Advancing economic research on the Inflation Reduction Act: Q&A with Heather Boushey

The Inflation Reduction Act of 2022 is the most significant economic and clean energy jobs program the United States has ever initiated. To improve overall understanding of whether the new law has been effective in achieving its economic policy goals, the Washington Center for Equitable Growth is engaging with policymakers and academics to discuss evaluation and research opportunities that have emerged since its implementation. Through the release of our Request for Proposals: The economic effects of the Inflation Reduction Act, our goal is to stimulate new research on the law’s impact on local and regional labor markets, job creation, innovation, and investment.
Improving models, particularly better integration of climate and economic research frameworks, will be essential to measuring and evaluating the macroeconomic effects of the Inflation Reduction Act. To that end, we’ve asked Heather Boushey what scholars should consider when designing research to study the distributional economic outcomes of the Inflation Reduction Act. Boushey served as the chief economist for the Invest in America Cabinet at the White House and member of the Council of Economic Advisers from 2021–2025. She was deeply involved in the design and implementation of the Inflation Reduction Act. (Boushey was also the founding President and CEO of Equitable Growth and currently serves on the organization’s Steering Committee.)
The Q&A below is intended to serve as a resource for academics seeking to sharpen their research questions on the law and its impact. The conversation touched upon the following main themes:
- Improving economic and climate modeling
- Best practices for evaluating policy effectiveness
- Measuring the macroeconomic and fiscal impacts of IRA investments
Improving economic and climate modeling
Equitable Growth: How did your time in government shape your current view on the effectiveness of existing economic and climate models?
Boushey: In my time in the White House, with my colleagues at the Office of Management and Budget, I led the Biden administration’s work to “develop methodologies to quantify climate risk within the economic assumptions and the long-term budget projections of the President’s Budget,” as laid out in the president’s Executive Order on Climate-Related Financial Risk. Working with the teams at the Council of Economic Advisers and the Office of Management and Budget, we created an interagency technical working group that wrote three major reports on new methodologies. These reports culminated in a memo to relevant federal agencies to support the quantification, assessment, and management of economic and financial climate risks.
As part of this work, we engaged key stakeholders, hosting convenings with macroeconomic forecasters, initiating a National Academy of Sciences workshop on macroeconomics and climate-related risks and opportunities, and partnering with our colleagues at the Treasury Department to engage the global economics community through a series of multilateral meetings and events.
There is much work to be done on modeling; I would point researchers to a few documents we produced that are laid out in this issue brief. Specifically, the White Papers we produced over the years assess the landscape, identify how we could rethink the models, and put these ideas into practice by laying out a rich research agenda.
Equitable Growth: What is missing from the models available to policymakers, and how can researchers help improve them for the future?
Boushey: We laid this out in the joint memo I just mentioned from the Council of Economic Advisers, Office of Management and Budget, and Treasury Department.

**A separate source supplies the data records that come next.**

//! # Commitments
//!
//! ```text
//! salt_hash  = keccak256(salt)
//! commitment = keccak256(label_hash ++ bidder[20] ++ amount[32] ++ salt_hash)
//! ```

use ens_01_codec::{abi::u256_word, keccak256};
use sha3::{Digest, Keccak256};
use shared_types::{Address, Hash, U256};

use super::bid::Bid;

/// Hash of the salt text, the form the registrar receives on reveal.
#[must_use]
pub fn salt_hash(salt: &str) -> Hash {
    keccak256(salt.as_bytes())
}

/// Commitment over the bid fields.
#[must_use]
pub fn seal(label_hash: Hash, bidder: Address, amount: U256, salt_hash: Hash) -> Hash {
    let mut hasher = Keccak256::new();
    hasher.update(label_hash.as_bytes());
    hasher.update(bidder.as_bytes());
    hasher.update(u256_word(amount));
    hasher.update(salt_hash.as_bytes());
    Hash::new(hasher.finalize().into())
}

/// Commitment of a bid's true fields.
#[must_use]
pub fn commitment_for(bid: &Bid) -> Hash {
    seal(bid.label_hash(), bid.bidder(), bid.amount(), salt_hash(bid.salt()))
}

/// Recompute the commitment from the claimed bid and compare.
#[must_use]
pub fn verify_reveal(bid: &Bid, commitment: &Hash) -> bool {
    commitment_for(bid) == *commitment
}

/// One candidate in a sealed bid: the identifier it opens an auction for and
/// the commitment standing for it.
#[derive(Debug, Clone, Copy, PartialEq, Eq)]
pub struct CommitmentEntry {
    /// Registrar key (real label hash or a placeholder).
    pub label_hash: Hash,
    /// Commitment value. Only the real entry's commitment is submitted;
    /// decoys contribute their label hash alone.
    pub commitment: Hash,
}

/// The real commitment hidden among decoys.
#[derive(Debug, Clone, PartialEq, Eq)]
pub struct SealedBid {
    entries: Vec<CommitmentEntry>,
    real_index: usize,
}

impl SealedBid {
    pub(crate) fn new(entries: Vec<CommitmentEntry>, real_index: usize) -> Self {
        debug_assert!(real_index < entries.len());
        Self { entries, real_index }
    }

    /// All entries in submission order.
    pub fn entries(&self) -> &[CommitmentEntry] {
        &self.entries
    }

    /// Position of the real entry.
    pub fn real_index(&self) -> usize {
        self.real_index
    }

    /// The real entry.
    pub fn real(&self) -> &CommitmentEntry {
        &self.entries[self.real_index]
    }

    /// The real commitment, the value submitted as the sealed bid.
    pub fn commitment(&self) -> Hash {
        self.real().commitment
    }

    /// Identifiers of every entry, in submission order.
    pub fn label_hashes(&self) -> Vec<Hash> {
        self.entries.iter().map(|e| e.label_hash).collect()
    }

    /// Number of decoy entries.
    pub fn decoy_count(&self) -> usize {
        self.entries.len() - 1
    }
}
//! # Contract ABI Words
//!
//! Minimal ABI encoding for the registry, registrar and resolver calls the
//! client makes. Only the token shapes those calls use are supported:
//! static 32-byte words and dynamic `bytes32[]` arrays.

use shared_types::{Address, Hash, U256};

use crate::errors::CodecError;
use crate::namehash::keccak256;

/// One 32-byte ABI word.
pub type Word = [u8; 32];

/// A call argument.
#[derive(Debug, Clone, PartialEq, Eq)]
pub enum Token {
    /// `address`, left-padded to a word.
    Address(Address),
    /// `bytes32`.
    FixedBytes(Hash),
    /// `uint256`.
    Uint(U256),
    /// `bytes32[]`, encoded in the tail with a length prefix.
    FixedBytesArray(Vec<Hash>),
}

impl Token {
    fn is_dynamic(&self) -> bool {
        matches!(self, Self::FixedBytesArray(_))
    }
}

/// First four bytes of the Keccak-256 of a canonical function signature.
#[must_use]
pub fn selector(signature: &str) -> [u8; 4] {
    let hash = keccak256(signature.as_bytes());
    let mut out = [0u8; 4];
    out.copy_from_slice(&hash.as_bytes()[..4]);
    out
}

/// Encode a full call: selector followed by head and tail sections.
#[must_use]
pub fn encode_call(signature: &str, tokens: &[Token]) -> Vec<u8> {
    let head_len = tokens.len() * 32;
    let mut head: Vec<Word> = Vec::with_capacity(tokens.len());
    let mut tail: Vec<Word> = Vec::new();

    for token in tokens {
        if token.is_dynamic() {
            head.push(u256_word(U256::from(head_len + tail.len() * 32)));
        }
        match token {
            Token::Address(addr) => head.push(address_word(*addr)),
            Token::FixedBytes(hash) => head.push(*hash.as_bytes()),
            Token::Uint(value) => head.push(u256_word(*value)),
            Token::FixedBytesArray(items) => {
                tail.push(u256_word(U256::from(items.len())));
                tail.extend(items.iter().map(|h| *h.as_bytes()));
            }
        }
    }

    let mut out = Vec::with_capacity(4 + (head.len() + tail.len()) * 32);
    out.extend_from_slice(&selector(signature));
    for word in head.iter().chain(tail.iter()) {
        out.extend_from_slice(word);
    }
    out
}

/// Split return data into words, requiring at least `expected` of them.
///
/// # Errors
///
/// `MalformedAbi` when the data is not word-aligned, `ShortAbi` when it holds
/// fewer than `expected` words.
pub fn decode_words(data: &[u8], expected: usize) -> Result<Vec<Word>, CodecError> {
    if data.len() % 32 != 0 {
        return Err(CodecError::MalformedAbi { len: data.len() });
    }
    let words: Vec<Word> = data
        .chunks_exact(32)
        .map(|chunk| {
            let mut word = [0u8; 32];
            word.copy_from_slice(chunk);
            word
        })
        .collect();
    if words.len() < expected {
        return Err(CodecError::ShortAbi {
            expected,
            actual: words.len(),
        });
    }
    Ok(words)
}

/// Left-pad an address into a word.
#[must_use]
pub fn address_word(addr: Address) -> Word {
    let mut word = [0u8; 32];
    word[12..].copy_from_slice(addr.as_bytes());
    word
}

/// Big-endian word of an integer.
#[must_use]
pub fn u256_word(value: U256) -> Word {
    let mut word = [0u8; 32];
    value.to_big_endian(&mut word);
    word
}

/// Low 20 bytes of a word.
#[must_use]
pub fn word_to_address(word: &Word) -> Address {
    let mut bytes = [0u8; 20];
    bytes.copy_from_slice(&word[12..]);
    Address::new(bytes)
}

/// Big-endian integer of a word.
#[must_use]
pub fn word_to_u256(word: &Word) -> U256 {
    U256::from_big_endian(word)
}

// =============================================================================
// TESTS
// =============================================================================
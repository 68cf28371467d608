//! # Domain Layer (Inner Hexagon)

pub mod config;
pub mod credential;
pub mod session;

pub use config::*;
pub use credential::*;
pub use session::*;
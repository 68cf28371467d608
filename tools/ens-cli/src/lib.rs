//! # ens
//!
//! Command-line client for the ENS sealed-bid registrar.
//!
//! ```text
//! ens auction start <name> -a <account> [-b 0.01 Ether] [-m <mask>] -s <salt> [-d 3]
//! ens auction bid <name> -a <account> -b <bid> [-m <mask>] -s <salt>
//! ens auction reveal <name> -a <account> -b <bid> -s <salt>
//! ens auction finalize <name> -a <account>
//! ens address set <name> --address <address or name>
//! ```
//!
//! Every submitting command also takes `-p/--passphrase`, `-g/--gasprice`
//! and `--nonce`. Prints `Transaction ID is <hash>` on success unless
//! `--quiet`; exits 1 on any failure.

pub mod cli;
pub mod commands;
pub mod config;
pub mod logging;
pub mod rpc;

pub use cli::Cli;
pub use commands::execute;
pub use config::CliConfig;
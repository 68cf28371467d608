//! # Adapters Layer

pub mod memory;

pub use memory::InMemoryWallet;
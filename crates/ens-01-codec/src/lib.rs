//! # ENS-01 Codec - Unit/Identifier Codec
//!
//! **Subsystem ID:** 1
//! **Status:** Leaf (no I/O, no async)
//!
//! ## Purpose
//!
//! Converts human amount strings into integer base units, derives the
//! canonical identifiers of dotted names, and encodes the ABI words the
//! client exchanges with registry contracts.
//!
//! ## Components
//!
//! | Component | Location | Purpose |
//! |-----------|----------|---------|
//! | Amounts | `units.rs` | `parse_amount`, `format_amount` |
//! | Identifiers | `namehash.rs` | `Name`, `namehash`, `label_hash` |
//! | ABI | `abi.rs` | selectors, call encoding, word decoding |
//!
//! ## Usage Example
//!
//! ```ignore
//! use ens_01_codec::prelude::*;
//!
//! let bid = parse_amount("0.01 Ether")?;
//! let name = Name::parse("enstest.eth")?;
//! let node = name.node();
//! ```

#![warn(missing_docs)]
#![warn(clippy::all)]

pub mod abi;
pub mod errors;
pub mod namehash;
pub mod units;

/// Convenient re-exports for common usage.
pub mod prelude {
    pub use crate::abi::{encode_call, selector, Token};
    pub use crate::errors::CodecError;
    pub use crate::namehash::{keccak256, label_hash, namehash, Name};
    pub use crate::units::{format_amount, parse_amount};
}

pub use errors::CodecError;
pub use namehash::{keccak256, label_hash, namehash, Name};
pub use units::{format_amount, parse_amount};

/// Subsystem ID.
pub const SUBSYSTEM_ID: u8 = 1;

The memo identifies priority areas for improving federal modeling and data tools to better integrate climate risks into economic policymaking.
Specifically, this memo suggests that macroeconomic modeling tools: “1) include nonprice policies 2) account for transitional dynamics and frictions, 3) account for interaction between physical and transition risks, 4) account for effects on particular income groups, subnational units, and subsectors of the economy, 5) account for extreme risk events, and 6) include short- and intermediate-term timescales and greater spatial granularity.”
Best practices for evaluating policy effectiveness
Equitable Growth: What is your perspective on emerging strategies for evaluating the effectiveness of policy levers at the intersection of decarbonization and economic growth? How can researchers help study those effects both nationally and regionally?
Boushey: We need to do more to build a new community of practice, connecting energy modelers with economists who understand supply chains, finance, and labor markets. Equitable Growth could play a role, bringing in economists with these areas of expertise.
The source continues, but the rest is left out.